BEAUTY BIZ PREENS FOR OSCAR DATE

Times Staff Writer

Obviously the person who decreed Monday the day for the annual Academy Awards ceremony was a man.

A woman never would have scheduled one of the most glamourous events of the year on the day most beauty shops are either closed or operating with skeleton staffs.

Whether at a salon or at home, those who make their living dispensing beauty to filmdon's royaltymust plan carefully as Oscar day approaches. Hair styling, powder-puffing, eyebrow plucking, lip-lining, nail and toe polishing and (sometimes) temporary face-tightening become major priorities today; booking these necessities requires more than a modicum of diplomacy.

Margaret L'Hommedieu--through her company, H.M.S. bookings--acts as agent to some of the city's top hair and makeup artists.

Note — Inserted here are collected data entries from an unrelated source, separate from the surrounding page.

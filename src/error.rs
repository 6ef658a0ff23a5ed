//! Error types for the langmet engine.

use std::error::Error as StdError;
use std::fmt;
use std::result;

/// A specialized Result type for langmet operations.
pub type Result<T> = result::Result<T, Error>;

/// The error type for langmet operations.
#[derive(Debug)]
pub enum Error {
    /// A primitive required at least one value and got none
    EmptyInput(&'static str),
    /// Out-of-range or inconsistent parameters
    InvalidConfig(String),
    /// Event store errors. Not produced by the in-memory store; this is the
    /// error channel for external `EventStore` implementations (database
    /// adapters and the like).
    Storage(String),
    /// Configuration errors
    Config(String),
    /// I/O errors
    Io(std::io::Error),
    /// Serialization/deserialization errors
    Serialization(String),
}

impl fmt::Display for Error {
    fn fmt(&self, f: &mut fmt::Formatter<'_>) -> fmt::Result {
        match self {
            Error::EmptyInput(what) => {
                write!(f, "Empty input: {} requires at least one value", what)
            }
            Error::InvalidConfig(msg) => write!(f, "Invalid configuration: {}", msg),
            Error::Storage(msg) => write!(f, "Storage error: {}", msg),
            Error::Config(msg) => write!(f, "Configuration error: {}", msg),
            Error::Io(err) => write!(f, "I/O error: {}", err),
            Error::Serialization(msg) => write!(f, "Serialization error: {}", msg),
        }
    }
}

impl StdError for Error {
    fn source(&self) -> Option<&(dyn StdError + 'static)> {
        match self {
            Error::Io(err) => Some(err),
            _ => None,
        }
    }
}

impl From<std::io::Error> for Error {
    fn from(err: std::io::Error) -> Self {
        Error::Io(err)
    }
}

impl From<config::ConfigError> for Error {
    fn from(err: config::ConfigError) -> Self {
        Error::Config(err.to_string())
    }
}

impl From<serde_json::Error> for Error {
    fn from(err: serde_json::Error) -> Self {
        Error::Serialization(err.to_string())
    }
}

The one-time high fashion model-turned-businesswoman books them for fashion layouts and--especially as the Oscars loom--for house calls to such celebrities as Sally Field, Jane Fonda, Michael Jackson, Jessica Lange, Lauren Bacall, Michael Jackson, President Reagan and the First Lady,former President Gerald Ford and his wife, Betty, and numerous others.

"It's quite a scramble," L'Hommedieu confessed the other day, between client phone calls. "A lot of people call at least a month before and say 'Oh, gee, I think I'm going to the Oscars.' They're kind of feeling out the situation and don't want to commit to anything. Then on the Friday afternoon before the awards, it's this mad dash to get to (top makeup artists) Jeff (Jones), Wayne (Massarelli) or Peter (Lawson)."

Each client, she said, will spend somewhere in the neighborhood of $150 for a house call that includes hair styling (no wash) and makeup. Since the sessions can run from an hour to an hour and a half, each artist is only able to handle from four to six clients in the hours leading up to the ceremony.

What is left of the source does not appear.